# Wert einer Variable aus einem Javaproramm auslesen.



## Nachtschicht (23. Dez 2008)

Hallo Leute

Hab leide keine Ahnung von Java ansich. Hab mir die Java Access Bridge mal installiert, um an den Wert heranzukommen. Mit dem JavaMonkey hats dann auch geklappt.
Dieser gibt mir folgende Accessibility Info:

AccessibleContext information at mouse point [0, 0]:
    Name:  Height: 
    Description:  
    Role:  label
    Role in en_US locale:  label
    States:  enabled,focusable,visible,showing
    States in en_US locale:  enabled,focusable,visible,showing
    Index in parent:  0
    Children count:  0
    Bounding rectangle:  [421, 152, 598, 169]
    Top-level window name:  WEedit
    Top-level window role:  frame
    Parent name:  
    Parent role:  panel
    Visible descendents count:  0

Dieses label enhält halt einen Wert.
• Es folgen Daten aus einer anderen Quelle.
#[async_trait]
impl RoundStore for MemoryRoundStore {
    fn supports_transactions(&self) -> bool {
        false
    }

    async fn insert(&self, round: &Round) -> EngineResult<()> {
        match self.rounds.entry(round.id) {
            dashmap::mapref::entry::Entry::Occupied(_) => Err(EngineError::ConcurrencyConflict {
                resource: format!("round:{}", round.id),
                attempts: 1,
            }),
            dashmap::mapref::entry::Entry::Vacant(slot) => {
                slot.insert(round.clone());
                Ok(())
            }
        }
    }

    async fn get(&self, id: Uuid) -> EngineResult<Option<Round>> {
        Ok(self.rounds.get(&id).map(|r| r.clone()))
    }

    async fn put(&self, round: &mut Round, expected_version: u64) -> EngineResult<()> {
        // The entry guard serializes the compare-and-swap per round.
        let mut slot = self
            .rounds
            .get_mut(&round.id)
            .ok_or(EngineError::UnknownRound(round.id))?;
        if slot.version != expected_version {
            return Err(EngineError::ConcurrencyConflict {
                resource: format!("round:{}", round.id),
                attempts: 1,
            });
        }
        round.version = expected_version + 1;
        *slot = round.clone();
        Ok(())
    }

    async fn list_open(&self) -> EngineResult<Vec<Round>> {
        Ok(self
            .rounds
            .iter()
            .filter(|r| r.status != RoundStatus::Settled)
            .map(|r| r.clone())
            .collect())
    }

    async fn list_settled(
        &self,
        cursor: Option<&str>,
        limit: usize,
    ) -> EngineResult<(Vec<Round>, Option<String>)> {
        let mut settled: Vec<Round> = self
            .rounds
            .iter()
            .filter(|r| r.status == RoundStatus::Settled)
            .map(|r| r.clone())
            .collect();
        settled.sort_by(|a, b| b.settled_at.cmp(&a.settled_at).then(a.id.cmp(&b.id)));

        let start = match cursor {
            Some(c) => {
                let cursor_id: Uuid = c
                    .parse()
                    .map_err(|_| EngineError::StorageUnavailable("invalid cursor".to_string()))?;
                settled
                    .iter()
                    .position(|r| r.id == cursor_id)
                    .map(|p| p + 1)
                    .unwrap_or(settled.len())
            }
            None => 0,
        };

        let page: Vec<Round> = settled.into_iter().skip(start).take(limit.max(1)).collect();
        let next_cursor = if page.len() == limit.max(1) {
            page.last().map(|r| r.id.to_string())
        } else {
            None
        };
        Ok((page, next_cursor))
    }
}

// ---- rocksdb --------------------------------------------------------

const ROUND_PREFIX: &str = "round:doc:";
const OPEN_INDEX_PREFIX: &[u8] = b"round:index:open:";
const SETTLED_INDEX_PREFIX: &[u8] = b"round:index:settled:";

fn round_key(id: Uuid) -> Vec<u8> {
    format!("{}{}", ROUND_PREFIX, id).into_bytes()
}

fn open_index_key(id: Uuid) -> Vec<u8> {
    let mut key = Vec::with_capacity(OPEN_INDEX_PREFIX.len() + 16);
    key.extend_from_slice(OPEN_INDEX_PREFIX);
    key.extend_from_slice(id.as_bytes());
    key
}

fn settled_index_key(settled_at_millis: i64, id: Uuid) -> Vec<u8> {
    // Newest-first scan order via inverted timestamp:
    // prefix | inv_millis(be) | uuid bytes.
    let inv = u64::MAX - settled_at_millis.max(0) as u64;
    let mut key = Vec::with_capacity(SETTLED_INDEX_PREFIX.len() + 24);
    key.extend_from_slice(SETTLED_INDEX_PREFIX);
    key.extend_from_slice(&inv.to_be_bytes());
    key.extend_from_slice(id.as_bytes());
    key
}

/// Durable archive store over RocksDB. RocksDB has no multi-document
/// transactions in this configuration; the compare-and-swap path is
/// serialized behind a write lock instead.
pub struct RocksRoundStore {
    db: DB,
    write_lock: Mutex<()>,
}

impl RocksRoundStore {
    pub fn open<P: AsRef<Path>>(path: P) -> EngineResult<Self> {
        let mut opts = Options::default();
        opts.create_if_missing(true);
        opts.set_compression_type(rocksdb::DBCompressionType::Lz4);

        let db = DB::open(&opts, path)
            .map_err(|e| EngineError::StorageUnavailable(e.to_string()))?;
        Ok(Self {
            db,
            write_lock: Mutex::new(()),
        })
    }

    fn load(&self, id: Uuid) -> EngineResult<Option<Round>> {
        let bytes = self
            .db
            .get(round_key(id))
            .map_err(|e| EngineError::StorageUnavailable(e.to_string()))?;
        match bytes {
            None => Ok(None),
            Some(bytes) => bincode::deserialize(&bytes)
                .map(Some)
                .map_err(|e| EngineError::StorageUnavailable(format!("corrupt round row: {}", e))),
        }
    }

    fn write(&self, round: &Round) -> EngineResult<()> {
        let bytes = bincode::serialize(round)
            .map_err(|e| EngineError::StorageUnavailable(e.to_string()))?;
        let mut batch = rocksdb::WriteBatch::default();
        batch.put(round_key(round.id), bytes);

        if round.status == RoundStatus::Settled {
            batch.delete(open_index_key(round.id));
            let millis = round
                .settled_at
                .map(|t| t.timestamp_millis())
                .unwrap_or_default();
            batch.put(settled_index_key(millis, round.id), b"");
        } else {
            batch.put(open_index_key(round.id), b"");
        }

        self.db
            .write(batch)
            .map_err(|e| EngineError::StorageUnavailable(e.to_string()))
    }
}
Und diesen Wert würde ich gerne entweder in eine Textdatei schreiben lassen, oder in die Zwischenablage kopieren.
Wäre dankbar für jeden Tipp

Bis dann :wink:


----------



## ueltschisa (23. Dez 2008)

Hallo

Schau mal hier

http://openbook.galileodesign.de/javainsel7/javainsel_15_023.htm#mj723c8e5d8cf0c1c0b9c31259298a73e5


----------



## Nachtschicht (23. Dez 2008)

Hi ueltschisa

Du hast mich wohl irgendwie missverstanden.
Ich habe keine Ahnung von der Sprache Java. Nach einiger Recherche hab ich Java Access Bridge entdeckt und mit dem darin enthaltenen JavaMonkey den Wert aus dem in Java geschriebenen Programm auslesen können.
Aber, ich will natürlich nicht den Wert mit JavaMonkey auslesen lassen und dann mit nem von mir geschriebenen Programm aus JavaMonkey auslesen. Ein paar Zeilen Java sollten ja ausreichen um mir den Wert direkt in eine Textdatei zu schreiben.


----------